Below are the records; restate word for word the lines from the first through the one containing "fn header(&self) -> Result<String, TierError>;", and only those.
-------- Materials provided --------
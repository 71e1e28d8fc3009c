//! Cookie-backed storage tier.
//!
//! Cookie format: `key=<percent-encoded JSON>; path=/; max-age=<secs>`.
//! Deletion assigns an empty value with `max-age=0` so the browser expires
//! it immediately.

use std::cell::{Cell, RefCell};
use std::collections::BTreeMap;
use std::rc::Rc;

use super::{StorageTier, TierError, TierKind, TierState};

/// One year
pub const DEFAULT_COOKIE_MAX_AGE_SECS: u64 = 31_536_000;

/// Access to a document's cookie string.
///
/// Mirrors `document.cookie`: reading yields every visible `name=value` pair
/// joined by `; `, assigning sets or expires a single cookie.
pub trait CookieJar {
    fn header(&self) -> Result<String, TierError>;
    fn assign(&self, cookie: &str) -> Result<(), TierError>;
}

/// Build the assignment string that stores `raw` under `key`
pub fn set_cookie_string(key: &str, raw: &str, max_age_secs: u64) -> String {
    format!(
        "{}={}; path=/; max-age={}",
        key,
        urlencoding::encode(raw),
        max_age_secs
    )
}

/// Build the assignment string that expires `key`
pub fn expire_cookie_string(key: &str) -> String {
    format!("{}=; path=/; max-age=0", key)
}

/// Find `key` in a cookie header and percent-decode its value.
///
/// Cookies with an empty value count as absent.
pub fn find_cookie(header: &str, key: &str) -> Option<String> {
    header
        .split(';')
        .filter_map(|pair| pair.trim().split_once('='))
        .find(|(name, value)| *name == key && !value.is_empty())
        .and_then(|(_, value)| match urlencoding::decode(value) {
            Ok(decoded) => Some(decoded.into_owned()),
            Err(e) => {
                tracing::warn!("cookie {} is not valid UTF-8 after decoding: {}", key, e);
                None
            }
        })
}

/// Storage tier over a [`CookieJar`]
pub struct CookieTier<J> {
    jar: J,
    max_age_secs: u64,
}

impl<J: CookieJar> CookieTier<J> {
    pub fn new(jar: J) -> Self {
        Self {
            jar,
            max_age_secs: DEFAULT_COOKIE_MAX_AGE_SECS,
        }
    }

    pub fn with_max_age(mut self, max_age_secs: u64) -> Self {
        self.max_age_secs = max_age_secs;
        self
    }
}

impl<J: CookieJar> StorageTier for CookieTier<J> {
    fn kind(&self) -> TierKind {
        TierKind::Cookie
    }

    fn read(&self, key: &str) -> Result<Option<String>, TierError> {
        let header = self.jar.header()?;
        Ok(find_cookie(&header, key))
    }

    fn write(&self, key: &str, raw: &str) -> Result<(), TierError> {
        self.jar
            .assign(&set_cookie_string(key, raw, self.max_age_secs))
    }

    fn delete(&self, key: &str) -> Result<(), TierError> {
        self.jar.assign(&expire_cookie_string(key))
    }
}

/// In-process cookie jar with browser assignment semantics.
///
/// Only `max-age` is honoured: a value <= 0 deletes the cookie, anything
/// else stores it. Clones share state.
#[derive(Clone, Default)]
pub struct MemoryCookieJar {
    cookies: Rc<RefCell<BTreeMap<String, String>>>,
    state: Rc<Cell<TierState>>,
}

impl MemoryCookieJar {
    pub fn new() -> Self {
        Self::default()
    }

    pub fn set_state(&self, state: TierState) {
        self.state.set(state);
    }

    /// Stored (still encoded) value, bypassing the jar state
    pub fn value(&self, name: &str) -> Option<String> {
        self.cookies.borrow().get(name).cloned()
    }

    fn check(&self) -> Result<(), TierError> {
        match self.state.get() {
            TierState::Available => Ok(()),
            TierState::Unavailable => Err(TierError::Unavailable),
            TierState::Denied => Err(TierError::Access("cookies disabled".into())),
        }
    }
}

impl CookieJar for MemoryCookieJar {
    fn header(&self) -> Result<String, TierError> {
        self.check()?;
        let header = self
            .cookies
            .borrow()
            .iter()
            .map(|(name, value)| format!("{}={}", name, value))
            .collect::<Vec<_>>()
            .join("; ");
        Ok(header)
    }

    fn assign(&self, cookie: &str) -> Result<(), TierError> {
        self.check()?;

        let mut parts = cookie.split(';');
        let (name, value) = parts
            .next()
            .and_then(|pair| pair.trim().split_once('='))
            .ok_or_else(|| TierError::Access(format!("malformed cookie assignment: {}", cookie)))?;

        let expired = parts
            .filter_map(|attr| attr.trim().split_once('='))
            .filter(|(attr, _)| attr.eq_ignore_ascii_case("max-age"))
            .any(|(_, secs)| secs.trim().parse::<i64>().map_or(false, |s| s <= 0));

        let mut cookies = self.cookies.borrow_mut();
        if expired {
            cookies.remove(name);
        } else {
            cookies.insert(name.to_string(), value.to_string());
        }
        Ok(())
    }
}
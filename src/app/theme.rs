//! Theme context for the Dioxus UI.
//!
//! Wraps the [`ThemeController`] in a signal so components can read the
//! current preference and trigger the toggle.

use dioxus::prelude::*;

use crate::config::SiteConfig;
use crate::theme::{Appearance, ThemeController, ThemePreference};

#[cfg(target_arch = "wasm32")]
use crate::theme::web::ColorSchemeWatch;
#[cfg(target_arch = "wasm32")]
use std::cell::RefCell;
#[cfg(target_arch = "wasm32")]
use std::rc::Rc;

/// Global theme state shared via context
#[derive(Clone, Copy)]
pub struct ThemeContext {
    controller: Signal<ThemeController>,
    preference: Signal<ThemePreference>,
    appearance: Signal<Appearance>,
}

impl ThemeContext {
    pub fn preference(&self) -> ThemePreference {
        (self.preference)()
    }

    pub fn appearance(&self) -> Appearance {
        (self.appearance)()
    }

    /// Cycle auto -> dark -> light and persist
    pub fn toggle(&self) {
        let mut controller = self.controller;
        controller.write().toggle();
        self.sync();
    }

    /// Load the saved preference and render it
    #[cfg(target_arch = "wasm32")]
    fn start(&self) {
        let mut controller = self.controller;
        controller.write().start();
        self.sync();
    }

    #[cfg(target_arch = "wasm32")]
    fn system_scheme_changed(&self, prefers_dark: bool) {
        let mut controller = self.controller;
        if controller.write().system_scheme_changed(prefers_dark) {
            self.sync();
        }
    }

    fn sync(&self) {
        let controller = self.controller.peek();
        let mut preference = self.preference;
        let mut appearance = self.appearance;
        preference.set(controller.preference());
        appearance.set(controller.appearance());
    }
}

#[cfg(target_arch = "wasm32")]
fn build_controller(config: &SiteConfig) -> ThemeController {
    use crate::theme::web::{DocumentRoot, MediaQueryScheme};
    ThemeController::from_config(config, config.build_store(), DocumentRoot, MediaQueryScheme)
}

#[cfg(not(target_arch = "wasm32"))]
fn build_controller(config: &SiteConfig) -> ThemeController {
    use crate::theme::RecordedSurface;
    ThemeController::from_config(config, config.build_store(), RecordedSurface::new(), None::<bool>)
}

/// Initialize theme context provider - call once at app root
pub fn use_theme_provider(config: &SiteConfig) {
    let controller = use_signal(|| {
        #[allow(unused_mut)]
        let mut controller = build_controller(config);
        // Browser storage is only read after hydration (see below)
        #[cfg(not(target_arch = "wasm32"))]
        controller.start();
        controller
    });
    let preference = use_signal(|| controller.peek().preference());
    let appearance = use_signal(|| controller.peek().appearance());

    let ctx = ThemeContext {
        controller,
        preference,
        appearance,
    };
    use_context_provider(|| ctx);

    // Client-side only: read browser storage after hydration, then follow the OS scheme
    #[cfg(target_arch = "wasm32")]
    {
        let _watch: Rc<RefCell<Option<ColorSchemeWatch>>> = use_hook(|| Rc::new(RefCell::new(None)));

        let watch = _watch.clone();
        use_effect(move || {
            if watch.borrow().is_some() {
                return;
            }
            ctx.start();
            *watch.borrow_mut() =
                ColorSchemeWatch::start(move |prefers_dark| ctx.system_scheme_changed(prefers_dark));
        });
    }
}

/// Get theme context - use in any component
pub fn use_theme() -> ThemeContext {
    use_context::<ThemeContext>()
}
--------
» Expected output
repository 71e1e28d8fc3009c
//! Cookie-backed storage tier.
//!
//! Cookie format: `key=<percent-encoded JSON>; path=/; max-age=<secs>`.
//! Deletion assigns an empty value with `max-age=0` so the browser expires
//! it immediately.

use std::cell::{Cell, RefCell};
use std::collections::BTreeMap;
use std::rc::Rc;

use super::{StorageTier, TierError, TierKind, TierState};

/// One year
pub const DEFAULT_COOKIE_MAX_AGE_SECS: u64 = 31_536_000;

/// Access to a document's cookie string.
///
/// Mirrors `document.cookie`: reading yields every visible `name=value` pair
/// joined by `; `, assigning sets or expires a single cookie.
pub trait CookieJar {
    fn header(&self) -> Result<String, TierError>;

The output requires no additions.